BEGIN
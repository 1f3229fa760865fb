use std::fs::{self, File};
use std::io;
use std::path::{Path, PathBuf};
use std::process::ExitCode;

use anyhow::{Context, Result, anyhow, bail};
use clap::{Args, CommandFactory, Parser, Subcommand, ValueHint};
use clap_complete::Shell;
use demo_pipeline::config::{ConfigValidator, RawParameters, RunMode};
use demo_pipeline::error::{ConfigError, PipelineError, StageFailure};
use demo_pipeline::manifest::{build_manifest, write_manifest};
use demo_pipeline::observability::{MetricsSnapshot, log_snapshot};
use demo_pipeline::pipeline::PreparedPipeline;
use demo_pipeline::process::SystemLauncher;
use demo_pipeline::profile::{generate_profile, load_profile};
use demo_pipeline::validation::{check_configuration, check_git};
use demo_pipeline::workspace::clean_workspace;
use serde_json::to_writer_pretty;
use tracing::{info, warn};
use tracing_subscriber::{EnvFilter, prelude::*};

#[cfg(feature = "otel")]
use opentelemetry::KeyValue;
#[cfg(feature = "otel")]
use opentelemetry_otlp::WithExportConfig;
#[cfg(feature = "otel")]
use opentelemetry_sdk::{resource::Resource, trace as sdktrace};

/// Exit status when a required parameter is missing.
const USAGE_EXIT: u8 = 2;

fn main() -> ExitCode {
    let cli = Cli::parse();
    let subcommand = cli.command.name();
    let otlp_endpoint = cli.command.otlp_endpoint().map(str::to_string);

    if let Err(err) = configure_tracing(otlp_endpoint.as_deref()) {
        eprintln!("error: {err:#}");
        return ExitCode::FAILURE;
    }

    let outcome = dispatch(cli.command);

    #[cfg(feature = "otel")]
    if otlp_endpoint.is_some() {
        opentelemetry::global::shutdown_tracer_provider();
    }

    match outcome {
        Ok(()) => ExitCode::SUCCESS,
        Err(err) => {
            eprintln!("error: {err:#}");
            if is_missing_parameter(&err) {
                print_subcommand_help(subcommand);
                ExitCode::from(USAGE_EXIT)
            } else {
                ExitCode::FAILURE
            }
        }
    }
}

fn dispatch(command: Commands) -> Result<()> {
    match command {
        Commands::Package {
            params,
            package,
            run,
        } => {
            let mut raw = params.to_raw();
            package.apply(&mut raw);
            run_mode(
                RunMode::Package,
                &params,
                raw,
                package.generate_project_files,
                &run,
            )
        }
        Commands::Test { params, test, run } => {
            let mut raw = params.to_raw();
            test.apply(&mut raw);
            run_mode(RunMode::Test, &params, raw, false, &run)
        }
        Commands::Inspect {
            params,
            inspect,
            run,
        } => {
            let mut raw = params.to_raw();
            inspect.apply(&mut raw);
            run_mode(RunMode::Inspect, &params, raw, false, &run)
        }
        Commands::Clean { project_dir } => clean_command(&project_dir),
        Commands::Check {
            mode,
            json,
            params,
            modes,
        } => {
            let raw = resolve_parameters(params.profile.as_deref(), modes.to_raw(&params))?;
            check_command(mode, &raw, modes.package.generate_project_files, json)
        }
        Commands::Plan {
            mode,
            params,
            modes,
        } => {
            let raw = resolve_parameters(params.profile.as_deref(), modes.to_raw(&params))?;
            let prepared = PreparedPipeline::prepare(
                &ConfigValidator::new(),
                mode,
                &raw,
                modes.package.generate_project_files,
            )?;
            print_plan(&prepared);
            Ok(())
        }
        Commands::Profile { action } => match action {
            ProfileCommands::New { mode, output } => {
                let destination =
                    output.unwrap_or_else(|| PathBuf::from(format!("{mode}.profile.yaml")));
                let path = generate_profile(mode, &destination)?;
                println!("{}", path.display());
                info!(profile = %path.display(), %mode, "Profile template written");
                Ok(())
            }
        },
        Commands::Completions { shell } => {
            clap_complete::generate(shell, &mut Cli::command(), "demo-pipeline", &mut io::stdout());
            Ok(())
        }
    }
}
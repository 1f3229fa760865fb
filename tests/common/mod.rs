#![allow(dead_code)]

use std::cell::RefCell;
use std::fs;
use std::io;
use std::path::{Path, PathBuf};

use demo_pipeline::config::{ConfigValidator, HostPlatform, RawParameters};
use demo_pipeline::process::{ProcessLauncher, ProcessOutput, ToolInvocation};
use tempfile::TempDir;

type Rule = Box<dyn Fn(&ToolInvocation) -> Option<ProcessOutput>>;

/// Records every launch instead of spawning. A successful `git clone` creates its
/// destination and `BuildCookRun` drops a pak file into its archive directory.
#[derive(Default)]
pub struct ScriptedLauncher {
    pub launched: RefCell<Vec<ToolInvocation>>,
    rules: Vec<Rule>,
}

impl ScriptedLauncher {
    pub fn new() -> Self {
        Self::default()
    }

    /// Makes matching invocations exit with `code` and `stderr`.
    pub fn failing_when(
        mut self,
        matches: impl Fn(&ToolInvocation) -> bool + 'static,
        code: i32,
        stderr: &str,
    ) -> Self {
        let stderr = stderr.to_string();
        self.rules.push(Box::new(move |invocation| {
            matches(invocation).then(|| ProcessOutput {
                exit_code: Some(code),
                stderr: stderr.clone(),
            })
        }));
        self
    }

    pub fn labels(&self) -> Vec<String> {
        self.launched
            .borrow()
            .iter()
            .map(|invocation| invocation.label.clone())
            .collect()
    }

    pub fn count(&self) -> usize {
        self.launched.borrow().len()
    }
}

impl ProcessLauncher for ScriptedLauncher {
    fn launch(&self, invocation: &ToolInvocation) -> io::Result<ProcessOutput> {
        self.launched.borrow_mut().push(invocation.clone());
        if let Some(output) = self.rules.iter().find_map(|rule| rule(invocation)) {
            return Ok(output);
        }

        if invocation.args.first().map(String::as_str) == Some("clone")
            && let Some(destination) = invocation.args.last()
        {
            fs::create_dir_all(Path::new(destination).join("Source"))?;
        }
        if invocation.has_arg("BuildCookRun")
            && let Some(dir) = invocation
                .args
                .iter()
                .find_map(|arg| arg.strip_prefix("-archivedirectory="))
        {
            fs::write(Path::new(dir).join("Demo.pak"), b"pak")?;
        }
        Ok(ProcessOutput::exited(0))
    }
}

pub const PROJECT_NAME: &str = "Demo";
pub const REPO_URL: &str = "https://example.com/store-sdk-unreal.git";

/// Engine install and demo project laid out in a scratch directory.
pub struct Fixture {
    pub temp: TempDir,
    pub engine: PathBuf,
    pub project: PathBuf,
}

impl Fixture {
    pub fn new() -> Self {
        let temp = tempfile::tempdir().unwrap();
        let engine = temp.path().join("UE_4.27");
        let project = temp.path().join("DemoProject");

        for tool in [
            "Engine/Binaries/DotNET/AutomationTool.exe",
            "Engine/Binaries/DotNET/UnrealBuildTool.exe",
            "Engine/Binaries/Win64/UE4Editor.exe",
        ] {
            let path = engine.join(tool);
            fs::create_dir_all(path.parent().unwrap()).unwrap();
            fs::write(path, "").unwrap();
        }

        fs::create_dir_all(project.join("Content")).unwrap();
        fs::write(project.join("Content/Map.umap"), "map").unwrap();
        fs::write(project.join(format!("{PROJECT_NAME}.uproject")), "{}").unwrap();
        for stale in [
            "Binaries/Win64/Demo.dll",
            "Intermediate/Build/Makefile.bin",
            "Saved/Logs/Demo.log",
            "Plugins/Xsolla/Xsolla.uplugin",
        ] {
            let path = project.join(stale);
            fs::create_dir_all(path.parent().unwrap()).unwrap();
            fs::write(path, "stale").unwrap();
        }

        Self {
            temp,
            engine,
            project,
        }
    }

    pub fn root(&self) -> &Path {
        self.temp.path()
    }

    pub fn output(&self) -> PathBuf {
        self.root().join("build")
    }

    pub fn common(&self) -> RawParameters {
        RawParameters {
            engine_path: Some(self.engine.clone()),
            project_path: Some(self.project.clone()),
            project_name: Some(PROJECT_NAME.into()),
            repo_url: Some(REPO_URL.into()),
            ..Default::default()
        }
    }

    pub fn package(&self) -> RawParameters {
        RawParameters {
            build_output: Some(self.output()),
            ..self.common()
        }
    }

    /// Leftovers of a previous run that the cleaner must remove.
    pub fn stale_dirs_present(&self) -> bool {
        ["Binaries", "Intermediate", "Saved"]
            .iter()
            .all(|dir| self.project.join(dir).exists())
    }
}

pub fn windows_validator() -> ConfigValidator {
    ConfigValidator::for_host(HostPlatform::Windows)
}
//! Read-only per-step view of the world for renderers

use serde::{Deserialize, Serialize};

use super::collision::Aabb;
use super::enemy::ShellState;
use super::item::ItemKind;
use super::player::{Facing, PowerState};
use super::state::Pit;

/// What the renderer should draw for an entity
#[derive(Debug, Clone, Copy, PartialEq, Serialize, Deserialize)]
pub enum VisualTag {
    Player {
        power: PowerState,
        dead: bool,
        /// Blink while set
        invulnerable: bool,
        /// Run-cycle frame (0 idle, 1-3 running, 3 airborne)
        frame: u8,
    },
    GroundEnemy {
        squashed: bool,
        /// 1.0 opaque, fades to 0.0 while squashed
        fade: f32,
    },
    ShelledEnemy {
        state: ShellState,
    },
    AmbushEnemy {
        exposed: bool,
    },
    Block {
        active: bool,
    },
    Item {
        kind: ItemKind,
        spawning: bool,
    },
}

#[derive(Debug, Clone, Copy, PartialEq, Serialize, Deserialize)]
pub struct EntitySnapshot {
    pub id: u32,
    pub bounds: Aabb,
    pub facing: Facing,
    /// Visual-only vertical offset (block bump)
    pub draw_offset_y: f32,
    pub tag: VisualTag,
}

#[derive(Debug, Clone, PartialEq, Serialize, Deserialize)]
pub struct FrameSnapshot {
    pub tick: u64,
    pub camera_x: f32,
    pub ground_y: f32,
    pub goal_x: f32,
    pub pits: Vec<Pit>,
    /// Player first, then blocks, items and enemies
    pub entities: Vec<EntitySnapshot>,
}

impl FrameSnapshot {
    /// Entities whose box intersects the camera view
    pub fn visible(&self, view_width: f32) -> impl Iterator<Item = &EntitySnapshot> {
        let left = self.camera_x;
        let right = self.camera_x + view_width;
        self.entities
            .iter()
            .filter(move |e| e.bounds.right() > left && e.bounds.left() < right)
    }
}
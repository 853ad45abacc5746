//! Retro Platformer headless runner
//!
//! Plays a level with a scripted input in simulated real time and logs what
//! happens. Useful for soak runs, replays and feeding external renderers.
//!
//! ```text
//! retro-platformer [--level FILE | --seed N] [--settings FILE] [--tuning FILE]
//!                  [--dump FILE|-] [--seconds S]
//! ```

#[cfg(not(target_arch = "wasm32"))]
mod native {
    use std::error::Error;
    use std::fs::File;
    use std::io::{self, BufWriter, Write};

    use retro_platformer::audio::LogAudio;
    use retro_platformer::game::{Game, SessionEvent};
    use retro_platformer::platform::ScriptedInput;
    use retro_platformer::renderer::{JsonLinesRenderer, Renderer};
    use retro_platformer::sim::TickInput;
    use retro_platformer::{LevelLayout, Settings, Tuning};

    /// Wall-clock frame lengths cycled through to mimic an uneven display
    const FRAME_PATTERN: [f32; 4] = [0.016, 0.017, 0.017, 0.034];
    /// Steps between scripted jumps
    const JUMP_EVERY: u64 = 50;
    /// Steps the jump button stays held
    const JUMP_HOLD: u64 = 18;
    /// Longest run `--seconds` accepts (one day)
    const MAX_SECONDS: f32 = 86_400.0;

    #[derive(Debug, Default)]
    struct Args {
        level: Option<String>,
        seed: Option<u64>,
        settings: Option<String>,
        tuning: Option<String>,
        dump: Option<String>,
        seconds: Option<f32>,
    }

    impl Args {
        fn parse() -> Result<Self, String> {
            let mut args = Self::default();
            let mut iter = std::env::args().skip(1);
            while let Some(flag) = iter.next() {
                let mut value = || {
                    iter.next()
                        .ok_or_else(|| format!("{flag} expects a value"))
                };
                match flag.as_str() {
                    "--level" => args.level = Some(value()?),
                    "--seed" => {
                        let raw = value()?;
                        args.seed = Some(raw.parse().map_err(|e| format!("--seed {raw}: {e}"))?);
                    }
                    "--settings" => args.settings = Some(value()?),
                    "--tuning" => args.tuning = Some(value()?),
                    "--dump" => args.dump = Some(value()?),
                    "--seconds" => args.seconds = Some(parse_seconds(&value()?)?),
                    other => return Err(format!("unknown argument {other}")),
                }
            }
            Ok(args)
        }
    }

    fn parse_seconds(raw: &str) -> Result<f32, String> {
        let seconds: f32 = raw.parse().map_err(|e| format!("--seconds {raw}: {e}"))?;
        if !(seconds.is_finite() && seconds > 0.0 && seconds <= MAX_SECONDS) {
            return Err(format!("--seconds {raw}: expected a value in (0, {MAX_SECONDS}]"));
        }
        Ok(seconds)
    }

    /// Run right the whole time, jumping on a fixed beat
    fn demo_script(total_steps: u64) -> ScriptedInput {
        let run = TickInput {
            right: true,
            ..Default::default()
        };
        let jump = TickInput {
            right: true,
            jump: true,
            ..Default::default()
        };
        let mut script = Vec::new();
        let mut step = 0;
        while step < total_steps {
            script.push((step, run));
            script.push((step + JUMP_EVERY - JUMP_HOLD, jump));
            step += JUMP_EVERY;
        }
        ScriptedInput::new(script)
    }

    /// Snapshot sink for `--dump`; `-` means stdout
    fn open_dump(path: &str) -> io::Result<Box<dyn Renderer>> {
        if path == "-" {
            return Ok(Box::new(JsonLinesRenderer::new(BufWriter::new(io::stdout()))));
        }
        let file = File::create(path)?;
        log::info!("Dumping snapshots to {path}");
        Ok(Box::new(JsonLinesRenderer::new(BufWriter::new(file))))
    }

    pub fn run() -> Result<(), Box<dyn Error>> {
        let args = Args::parse()?;

        let settings = match &args.settings {
            Some(path) => Settings::load_or_default(path),
            None => Settings::default(),
        };
        let tuning = match &args.tuning {
            Some(path) => Tuning::load(path)?,
            None => Tuning::default(),
        };
        let layout = match (&args.level, args.seed) {
            (Some(path), _) => LevelLayout::load(path)?,
            (None, Some(seed)) => LevelLayout::generate(seed),
            (None, None) => LevelLayout::demo(),
        };
        layout.validate()?;

        let mut renderer = match args.dump.as_deref() {
            None => None,
            Some(path) => Some(open_dump(path)?),
        };

        let seconds = args.seconds.unwrap_or(60.0);
        let total_steps = (seconds * 60.0).ceil() as u64;
        let mut input = demo_script(total_steps);

        let mut game = Game::new(settings, tuning).with_audio(Box::new(LogAudio));
        game.start(&layout)?;

        let mut elapsed_total = 0.0f32;
        let mut frame = 0usize;
        let mut outcome = None;
        while elapsed_total < seconds {
            let dt = FRAME_PATTERN[frame % FRAME_PATTERN.len()];
            frame += 1;
            elapsed_total += dt;

            let report = game.advance(dt, &mut input)?;
            for event in &report.events {
                log::debug!("{event:?}");
            }
            if let (Some(renderer), Some(snapshot)) = (renderer.as_mut(), game.snapshot()) {
                renderer.present(&snapshot)?;
            }
            if let Some(event) = report.session {
                outcome = Some(event);
                break;
            }
        }

        match outcome {
            Some(SessionEvent::Won) => log::info!("Goal reached after {elapsed_total:.2}s"),
            Some(SessionEvent::Lost) => log::info!("Player lost after {elapsed_total:.2}s"),
            Some(SessionEvent::Started) | None => {
                let x = game.world().map(|w| w.player.body.pos.x).unwrap_or_default();
                log::info!("Time up after {frame} frames, player at x={x:.1}");
            }
        }
        // Flush buffered snapshots before reporting success
        drop(renderer);
        io::stdout().flush()?;
        Ok(())
    }

}

#[cfg(not(target_arch = "wasm32"))]
fn main() {
    env_logger::Builder::from_env(env_logger::Env::default().default_filter_or("info")).init();
    log::info!("Retro Platformer (headless) starting...");

    if let Err(err) = native::run() {
        log::error!("{err}");
        std::process::exit(1);
    }
}

#[cfg(target_arch = "wasm32")]
fn main() {
    // Hosts embed the library directly on the web
}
END
* Work order
Starting at the line that contains "let seconds: f32" and stopping after the line that contains "step += JUMP_EVERY;", write out every line exactly as it appears above, and no other line.

* Exercise solution
        let seconds: f32 = raw.parse().map_err(|e| format!("--seconds {raw}: {e}"))?;
        if !(seconds.is_finite() && seconds > 0.0 && seconds <= MAX_SECONDS) {
            return Err(format!("--seconds {raw}: expected a value in (0, {MAX_SECONDS}]"));
        }
        Ok(seconds)
    }

    /// Run right the whole time, jumping on a fixed beat
    fn demo_script(total_steps: u64) -> ScriptedInput {
        let run = TickInput {
            right: true,
            ..Default::default()
        };
        let jump = TickInput {
            right: true,
            jump: true,
            ..Default::default()
        };
        let mut script = Vec::new();
        let mut step = 0;
        while step < total_steps {
            script.push((step, run));
            script.push((step + JUMP_EVERY - JUMP_HOLD, jump));
            step += JUMP_EVERY;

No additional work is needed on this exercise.